Consider a manufacturing company that has an IoT infrastructure in place to monitor machine efficiency in real time. The company decides to expand its IoT network by adding new sensors to monitor additional parameters, such as machine vibration, noise levels, and air quality.
These new IoT devices are added mid-quarter, but for consistency in analysis and reporting, the company wants its datasets to reflect a full quarter’s worth of data from these new sensors. In a traditional setting with immutable compressed data, this would mean either keeping separate datasets or dealing with the complexities of decompressing, modifying, and recompressing data to incorporate the new readings.
However, with the advanced capabilities of TimescaleDB 2.11, backfilling becomes a straightforward process.
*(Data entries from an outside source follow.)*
//! Atomic file operations used for every Evidence Bundle file and persisted
//! artifact.
//!
//! Writes go through a temp file in the destination directory, `fsync`, then
//! an atomic rename — never a direct truncate-and-write — so a crash mid-run
//! cannot leave a partially-written bundle file that a later reader mistakes
//! for complete (`spec.md` §4.9 "Ordering": writes are atomic per file).

use camino::Utf8Path;
use std::fs;
use std::io::{self, Write};
use tempfile::NamedTempFile;
use thiserror::Error;

#[cfg(target_os = "windows")]
use std::{thread, time::Duration};

#[derive(Debug, Error)]
pub enum AtomicWriteError {
    #[error("failed to create parent directory {path}: {source}")]
    CreateDir { path: String, source: io::Error },
    #[error("failed to create temp file in {dir}: {source}")]
    TempFile { dir: String, source: io::Error },
    #[error("failed to write content: {0}")]
    Write(io::Error),
    #[error("failed to fsync temp file: {0}")]
    Fsync(io::Error),
    #[error("failed to rename temp file to {path}: {source}")]
    Rename { path: String, source: io::Error },
}

/// Result of an atomic write, carrying any warnings worth surfacing in the
/// human-facing KPI block (`spec.md` §7).
#[derive(Debug, Clone, Default)]
pub struct AtomicWriteResult {
    pub rename_retry_count: u32,
    pub used_cross_filesystem_fallback: bool,
    pub warnings: Vec<String>,
}

/// Atomically write `content` (raw bytes) to `path`.
pub fn write_file_atomic(path: &Utf8Path, content: &[u8]) -> Result<AtomicWriteResult, AtomicWriteError> {
    let mut result = AtomicWriteResult::default();

    if let Some(parent) = path.parent() {
        fs::create_dir_all(parent).map_err(|source| AtomicWriteError::CreateDir {
            path: parent.to_string(),
            source,
        })?;
    }

    let temp_dir = path.parent().unwrap_or_else(|| Utf8Path::new("."));
    let mut temp_file = NamedTempFile::new_in(temp_dir).map_err(|source| AtomicWriteError::TempFile {
        dir: temp_dir.to_string(),
        source,
    })?;

    temp_file.write_all(content).map_err(AtomicWriteError::Write)?;
    temp_file.as_file().sync_all().map_err(AtomicWriteError::Fsync)?;

    let retry_count = atomic_rename(temp_file, path)?;
    result.rename_retry_count = retry_count;
    if retry_count > 0 {
        result
            .warnings
            .push(format!("rename required {retry_count} retries"));
    }

    Ok(result)
}

/// Convenience wrapper for UTF-8 text content.
pub fn write_text_atomic(path: &Utf8Path, content: &str) -> Result<AtomicWriteResult, AtomicWriteError> {
    write_file_atomic(path, content.as_bytes())
}

#[cfg(target_os = "windows")]
fn atomic_rename(temp_file: NamedTempFile, target: &Utf8Path) -> Result<u32, AtomicWriteError> {
    const MAX_RETRIES: u32 = 5;
    const INITIAL_DELAY_MS: u64 = 10;

    let mut retry_count = 0;
    let mut delay_ms = INITIAL_DELAY_MS;
    let mut temp_file = temp_file;

    loop {
        match temp_file.persist(target.as_std_path()) {
            Ok(_) => return Ok(retry_count),
            Err(e) if retry_count < MAX_RETRIES => {
                retry_count += 1;
                thread::sleep(Duration::from_millis(delay_ms));
                delay_ms = (delay_ms * 2).min(100);
                temp_file = e.file;
            }
            Err(e) => {
                return Err(AtomicWriteError::Rename {
                    path: target.to_string(),
                    source: e.error,
                });
            }
        }
    }
}

#[cfg(not(target_os = "windows"))]
fn atomic_rename(temp_file: NamedTempFile, target: &Utf8Path) -> Result<u32, AtomicWriteError> {
    temp_file
        .persist(target.as_std_path())
        .map_err(|e| AtomicWriteError::Rename {
            path: target.to_string(),
            source: e.error,
        })?;
    Ok(0)
}

#[cfg(test)]
mod tests {
    use super::*;
    use camino::Utf8PathBuf;

    #[test]
    fn write_and_read_back() {
        let dir = tempfile::tempdir().unwrap();
        let path = Utf8PathBuf::from_path_buf(dir.path().join("out.json")).unwrap();
        write_text_atomic(&path, "{\"a\":1}").unwrap();
        let content = std::fs::read_to_string(&path).unwrap();
        assert_eq!(content, "{\"a\":1}");
    }

    #[test]
    fn creates_parent_directories() {
        let dir = tempfile::tempdir().unwrap();
        let path = Utf8PathBuf::from_path_buf(dir.path().join("nested/deep/out.txt")).unwrap();
        write_text_atomic(&path, "x").unwrap();
        assert!(path.exists());
    }

    #[test]
    fn overwrites_existing_file_atomically() {
        let dir = tempfile::tempdir().unwrap();
        let path = Utf8PathBuf::from_path_buf(dir.path().join("out.txt")).unwrap();
        write_text_atomic(&path, "first").unwrap();
        write_text_atomic(&path, "second").unwrap();
        assert_eq!(std::fs::read_to_string(&path).unwrap(), "second");
    }
}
The company can simulate or estimate the data for the new parameters for the preceding months and seamlessly insert this data into the already compressed historical dataset.
A national grid system collects energy consumption metrics from every household and industry, aiming to optimize power distribution and predict future demands. At some point, recalibrations in some sectors reveal that energy consumption was overestimated for a certain period.
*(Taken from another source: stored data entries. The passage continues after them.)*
//! Stage 2 — Normalize, detect, persist (`spec.md` §4.4, §4.5, §4.8).
//!
//! Assigns `url_signature` (C4), sorts to the deterministic ordering the
//! detector requires, runs the A/B/C pass (C5), then aggregates per-signature
//! statistics and persists them. `CanonicalEvent`s themselves are ephemeral
//! and do not outlive this stage.

use aimo_core::model::{CandidateFlag, CanonicalEvent, SignatureStats};
use aimo_detect::{detect_abc, DetectionMetadata, Thresholds};
use aimo_persistence::{PersistenceGateway, WriteOp};
use aimo_urlsig::{build_signature, UrlSignatureResult};
use anyhow::{Context, Result};
use std::collections::{HashMap, HashSet};

pub struct NormalizeDetectOutput {
    pub metadata: DetectionMetadata,
    pub signature_count: usize,
}

pub fn run(gateway: &PersistenceGateway, run_id: &str, mut events: Vec<CanonicalEvent>, thresholds: &Thresholds) -> Result<NormalizeDetectOutput> {
    let mut signature_info: HashMap<String, UrlSignatureResult> = HashMap::new();
    for event in &mut events {
        let sig = build_signature(event.url_full.as_deref().unwrap_or(""), Some(event.dest_host.as_str()), event.http_method.as_deref().unwrap_or("GET"), event.bytes_sent);
        event.url_signature = Some(sig.url_signature.clone());
        signature_info.entry(sig.url_signature.clone()).or_insert(sig);
    }

    events.sort_by(|a, b| a.ordering_key().cmp(&b.ordering_key()));

    let metadata = detect_abc(&mut events, run_id, thresholds);
    tracing::info!(run_id, a_count = metadata.a_count, b_count = metadata.b_count, c_count = metadata.c_count, "A/B/C detection complete");

    let mut aggregates: HashMap<String, SignatureStats> = HashMap::new();
    let mut users: HashMap<String, HashSet<String>> = HashMap::new();

    for event in &events {
        let Some(url_signature) = event.url_signature.clone() else { continue };
        let Some(info) = signature_info.get(&url_signature) else { continue };

        let entry = aggregates.entry(url_signature.clone()).or_insert_with(|| SignatureStats {
            run_id: run_id.to_string(),
            url_signature: url_signature.clone(),
            norm_host: info.norm_host.clone(),
            norm_path_template: info.norm_path_template.clone(),
            bytes_sent_bucket: info.bytes_bucket,
            access_count: 0,
            unique_users: 0,
            bytes_sent_sum: 0,
            bytes_sent_max: 0,
            first_seen: event.event_time,
            last_seen: event.event_time,
            candidate_flags: Default::default(),
        });

        entry.access_count += 1;
        entry.bytes_sent_sum += event.bytes_sent;
        entry.bytes_sent_max = entry.bytes_sent_max.max(event.bytes_sent);
        entry.first_seen = entry.first_seen.min(event.event_time);
        entry.last_seen = entry.last_seen.max(event.event_time);
        for flag in &event.candidate_flags {
            entry.candidate_flags.insert(*flag);
        }
        users.entry(url_signature).or_default().insert(event.user_id.clone());
    }

    let signature_count = aggregates.len();
    for (url_signature, mut stats) in aggregates {
        stats.unique_users = users.get(&url_signature).map_or(0, HashSet::len) as u64;
        gateway.enqueue(WriteOp::UpsertSignatureStats(stats)).context("queuing signature_stats row")?;
    }
    gateway.flush().context("flushing signature_stats")?;

    tracing::info!(run_id, signature_count, "normalize+detect stage complete");
    Ok(NormalizeDetectOutput { metadata, signature_count })
}

#[must_use]
pub fn is_candidate(flags: &std::collections::BTreeSet<CandidateFlag>) -> bool {
    flags.contains(&CandidateFlag::A) || flags.contains(&CandidateFlag::B) || flags.contains(&CandidateFlag::C)
}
Traditional immutable compression would mean this data remains unadjusted since there’d be way too much work and too much data to change manually. Now, the company can directly modify the compressed data, ensuring that analysts keep working with the most accurate datasets for their predictive models and optimization algorithms.
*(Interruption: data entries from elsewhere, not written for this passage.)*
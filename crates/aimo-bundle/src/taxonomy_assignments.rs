//! `analysis/taxonomy_assignments.json` (`spec.md` §4.9) — joins a run's
//! `SignatureStats` rows with their `ClassificationCacheRow` by
//! `url_signature` to produce one record per classified candidate.

use aimo_core::model::{ClassificationCacheRow, ClassificationSource, Dimension, SignatureStats};
use chrono::{DateTime, Utc};
use serde::Serialize;
use std::collections::BTreeMap;

#[derive(Debug, Clone, Serialize)]
pub struct TaxonomyAssignmentRecord {
    pub url_signature: String,
    pub norm_host: String,
    pub norm_path_template: String,
    pub access_count: u64,
    pub unique_users: u64,
    pub last_seen: DateTime<Utc>,
    pub service_name: Option<String>,
    pub category: Option<String>,
    pub usage_type: Option<String>,
    pub risk_level: Option<String>,
    pub confidence: f32,
    pub classification_source: ClassificationSource,
    pub is_human_verified: bool,
    pub taxonomy: BTreeMap<String, Vec<String>>,
}

#[must_use]
pub fn build_taxonomy_assignment_record(stats: &SignatureStats, row: &ClassificationCacheRow) -> TaxonomyAssignmentRecord {
    let mut taxonomy = BTreeMap::new();
    for dim in Dimension::all() {
        taxonomy.insert(dim.as_prefix().to_string(), row.taxonomy.codes(dim).iter().cloned().collect());
    }

    TaxonomyAssignmentRecord {
        url_signature: stats.url_signature.clone(),
        norm_host: stats.norm_host.clone(),
        norm_path_template: stats.norm_path_template.clone(),
        access_count: stats.access_count,
        unique_users: stats.unique_users,
        last_seen: stats.last_seen,
        service_name: row.service_name.clone(),
        category: row.category.clone(),
        usage_type: row.usage_type.clone(),
        risk_level: row.risk_level.clone(),
        confidence: row.confidence,
        classification_source: row.classification_source,
        is_human_verified: row.is_human_verified,
        taxonomy,
    }
}

#[cfg(test)]
mod tests {
    use super::*;
    use aimo_core::model::{BytesBucket, CacheStatus, TaxonomyAssignment};
    use std::collections::BTreeSet;

    fn stats() -> SignatureStats {
        SignatureStats {
            run_id: "run1".into(),
            url_signature: "sig1".into(),
            norm_host: "api.example.com".into(),
            norm_path_template: "/v1/{id}".into(),
            bytes_sent_bucket: BytesBucket::S,
            access_count: 5,
            unique_users: 2,
            bytes_sent_sum: 1000,
            bytes_sent_max: 500,
            first_seen: Utc::now(),
            last_seen: Utc::now(),
            candidate_flags: BTreeSet::new(),
        }
    }

    fn row() -> ClassificationCacheRow {
        let mut taxonomy = TaxonomyAssignment::default();
        taxonomy.insert(Dimension::Fs, "FS-001");
        ClassificationCacheRow {
            url_signature: "sig1".into(),
            service_name: Some("ChatGPT".into()),
            category: Some("genai-chat".into()),
            usage_type: Some("genai".into()),
            risk_level: Some("medium".into()),
            confidence: 0.8,
            rationale_short: None,
            classification_source: ClassificationSource::Rule,
            taxonomy,
            signature_version: "v1".into(),
            rule_version: "v1".into(),
            prompt_version: "v1".into(),
            taxonomy_schema_version: "v1".into(),
            model: None,
            status: CacheStatus::Active,
            is_human_verified: false,
            failure_count: 0,
            error_type: None,
            error_reason: None,
            last_error_at: None,
            analysis_date: Utc::now(),
        }
    }

    #[test]
    fn joins_stats_and_classification_by_signature() {
        let record = build_taxonomy_assignment_record(&stats(), &row());
        assert_eq!(record.url_signature, "sig1");
        assert_eq!(record.norm_host, "api.example.com");
        assert_eq!(record.taxonomy.get("FS"), Some(&vec!["FS-001".to_string()]));
    }
}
Imagine a global financial institution planning to migrate huge volumes of historical trading data from an outdated system to a new, more scalable Timescale database. Given the sheer volume and complexity of the financial data, a direct "big bang" migration is deemed risky.
The financial institution, therefore, adopts a "dual-write and backfill" migration strategy, ensuring minimal downtime and data integrity. As the first step, the institution begins by duplicating writes; every transaction is recorded simultaneously in both the old and the new databases. This ensures that the new database is always in sync with the live data, offering an opportunity for thorough testing and validation without affecting the ongoing operations.
In the meantime, the task of backfilling years of historical trading data takes place. The use of TimescaleDB 2.11 becomes a game-changer here: the financial institution can efficiently insert historical data into the new database, thanks to Timescale’s capability to handle DML operations over compressed data seamlessly. This efficiency accelerates the backfilling process, ensuring that the migration team can focus on data integrity and validation rather than being bogged down by the technical complexities of handling compressed data.
As the historical data is progressively backfilled, the new database becomes a comprehensive repository of both real-time and historical financial data. Eventually, a seamless transition occurs where the old system is decommissioned, marking the successful completion of a complex migration that was made significantly more manageable and efficient by the flexibility of Timescale's compression.
We no longer need to stick to the age-old paradigm of immutability in time-series data management. The new capabilities of Timescale compression are paving the way for more efficient, flexible, and fair time-series data management in PostgreSQL, which now comfortably allows for the DML operations that are often needed in production settings.
Compression becomes the norm, not a nice-to-have—making it cheaper and faster to ingest and query large volumes of time-series data and allowing you to build top-notch applications for your own customers.
You no longer need to double-think. Just enable compression and start saving money.